After an hour-long investigation involving a bomb squad, authorities eventually determined that the items were sex toys.


The Sergeant Schultz defence didn't work.  

"I thought it was a puddle"...

... said Vincent McCue, as he drove through the water across the road.

Err, no.  It was a just-happened sink hole.  And down his truck went, nose first.  And he was still behind the wheel.


Luckily, he had his window down and climbed out the gap.  


Have a Wry & Dry weekend. 




[1]  Readers will know that 'death by a thousand cuts' was a form of torture and execution used in China from roughly 900 AD until it was banned in 1905. In this form of execution, a knife was used to methodically remove portions of the body over an extended period of time, eventually resulting in death.

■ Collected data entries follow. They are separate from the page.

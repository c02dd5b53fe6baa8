use crate::interface::InterfaceDescriptor;
use afpacket::{BoundSocket, Socket};
use rarp_packets::RARP_ETHER_TYPE;
use std::io;
use thiserror::Error;
use tracing::trace;

/// Receive buffer size, comfortably above a standard Ethernet MTU.
pub const RECV_BUFFER_LEN: usize = 2048;

#[derive(Debug, Error)]
pub enum ChannelError {
    #[error("opening packet socket: {0}")]
    SocketOpen(#[source] io::Error),
    #[error("binding packet socket: {0}")]
    Bind(#[source] io::Error),
    #[error("reading from packet socket: {0}")]
    Read(#[source] io::Error),
    #[error("sending on packet socket: {0}")]
    Write(#[source] io::Error),
}

/// A source and sink of raw Ethernet frames.
pub trait Channel {
    /// Blocks until the next frame arrives.
    fn receive(&mut self) -> Result<Vec<u8>, ChannelError>;

    /// Sends one complete frame; its first six bytes are the destination.
    fn transmit(&mut self, frame: &[u8]) -> Result<(), ChannelError>;
}

/// An `AF_PACKET` socket that only sees RARP frames on one interface.
pub struct PacketChannel {
    socket: BoundSocket,
    buffer: Vec<u8>,
}

impl PacketChannel {
    pub fn open(interface: &InterfaceDescriptor) -> Result<Self, ChannelError> {
        let socket = Socket::new(RARP_ETHER_TYPE).map_err(ChannelError::SocketOpen)?;
        let socket = socket.bind(interface.index).map_err(ChannelError::Bind)?;
        Ok(PacketChannel {
            socket,
            buffer: vec![0; RECV_BUFFER_LEN],
        })
    }
}

impl Channel for PacketChannel {
    fn receive(&mut self) -> Result<Vec<u8>, ChannelError> {
        loop {
            match self.socket.recv(&mut self.buffer) {
                // Our own replies come back to us on a packet socket
                Ok((_, addr)) if addr.is_outgoing() => {
                    trace!("skipping outgoing frame");
                }
                Ok((len, _)) => return Ok(self.buffer[..len].to_vec()),
                Err(ref e) if e.kind() == io::ErrorKind::Interrupted => {}
                Err(e) => return Err(ChannelError::Read(e)),
            }
        }
    }

    fn transmit(&mut self, frame: &[u8]) -> Result<(), ChannelError> {
        self.socket.send(frame).map_err(ChannelError::Write)?;
        Ok(())
    }
}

[2]  Mandy Rice-Davies was an English prostitute giving evidence in the infamous Profumo scandal in the early 1960s.  It was put to her by counsel for Lord Astor, that he, Lord Astor, denied ever having an affair with her.  Her response was "Well, he would say that, wouldn't he?"

[3]  Readers will recall the apposite words in the song:

Last night I hold Aladdin's lamp
So I wished that I could stay
Before the thing could answer me
Well, someone came and took the lamp away.

Someone has taken the Sultan's lamp away.